Figure 10 shows the eighth embodiment of the present invention, and the cartographic classification label vectorization of user is handled, and determines and uses The idiographic flow schematic diagram of the vectorization labeled data of family longitude and latitude label specifically includes the following steps:

Firstly, entering step S10131, the label of points multiple in cartographic classification data is integrally formed use in chronological order The action trail of family location tags, in the third embodiment of the present invention, if the user is in school in a period, and It is in residential building in a period, and is in market in another period, then the tag along sort of user is map point The label of the multiple points of class data that is, using the label of points multiple in cartographic classification data as the cartographic classification label of user, and is made For the eighth embodiment of the present invention, the label of points multiple in cartographic classification data is integrally formed user location mark in chronological order The action trail of label integrates the user location sequentially in time, and then forms the motion profile of user, art technology Personnel understand, can be seen that user's occupation, interest etc. feature from the action trail of user, are beneficial to more accurate foundation User's portrait.

Then, S10131 is entered step, the action trail vectorization of user location label is handled, determines user's longitude and latitude The vectorization labeled data of label, it will be appreciated by those skilled in the art that in a preferred embodiment, it is true according to IP address The city for determining user obtains the cartographic classification information POI in the city, so according to the longitude and latitude at user's a certain moment and POI away from From the location tags (such as school, hospital, factory) for judging user at this time, further, by the position of user in a period of time Label is integrally formed the action trail (such as house -> factory -> food and drink -> house) of user location label in chronological order, by user It is clustered after action trail vectorization, obtains cluster labels, calculated user's longitude and latitude interior for a period of time, be averaged, count The location tags for calculating average longitude and latitude, according to calculation of longitude & latitude cluster labels.

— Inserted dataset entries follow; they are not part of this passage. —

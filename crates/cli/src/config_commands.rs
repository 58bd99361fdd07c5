use {anyhow::Result, clap::Subcommand, wagate_config::WagateConfig};

#[derive(Subcommand)]
pub enum ConfigAction {
    /// Print the resolved configuration as TOML. Secrets are omitted.
    Show,
    /// Print the path of the config file in use.
    Path,
}

pub fn handle_config(action: ConfigAction) -> Result<()> {
    match action {
        ConfigAction::Show => {
            let config = wagate_config::discover_and_load();
            print!("{}", render(&config)?);
            Ok(())
        },
        ConfigAction::Path => {
            println!("{}", wagate_config::find_or_default_config_path().display());
            Ok(())
        },
    }
}

fn render(config: &WagateConfig) -> Result<String> {
    toml::to_string_pretty(config).map_err(|e| anyhow::anyhow!("serialize config: {e}"))
}

#[cfg(test)]
mod tests {
    use {super::*, wagate_config::load_config};

    #[test]
    fn render_round_trips_without_token() {
        let dir = tempfile::tempdir().unwrap();
        let path = dir.path().join("wagate.toml");
        std::fs::write(
            &path,
            "[server]\nport = 4000\n\n[auth]\ntoken = \"hunter2\"\n\n[engine]\nkind = \"memory\"\n",
        )
        .unwrap();

        let config = load_config(&path).unwrap();
        let rendered = render(&config).unwrap();
        assert!(rendered.contains("port = 4000"));
        assert!(rendered.contains("kind = \"memory\""));
        assert!(!rendered.contains("hunter2"));
    }
}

Fig. 5 shows the fourth embodiment of the present invention, establishes the idiographic flow schematic diagram of the training pattern N, ability Field technique personnel understand that the training pattern N is established by multiple vectorization labeled data, specifically, the training pattern N It establishes as follows:

Firstly, entering step S201, user's authorization of mobile end subscriber is obtained, in such embodiments, it would be desirable to Users' mobile end installation or the APP name list used, cell phone apparatus information and browser record are obtained, i.e., we need The authorization for obtaining user terminal could obtain these information, i.e., in step s 201, we are firstly the need of the mobile end subscriber of acquisition User authorization.

Then, S202 is entered step, the user data of one or more mobile end subscribers is obtained, the user data includes APP name list, cell phone apparatus information and the browser record that users' mobile end is installed or used, the cell phone apparatus letter Breath is the brand and model of mobile phone, mobile phone EMS memory size etc., and browses the webpage letter for being recorded as browsing in user's proximal segment time The cache information of breath.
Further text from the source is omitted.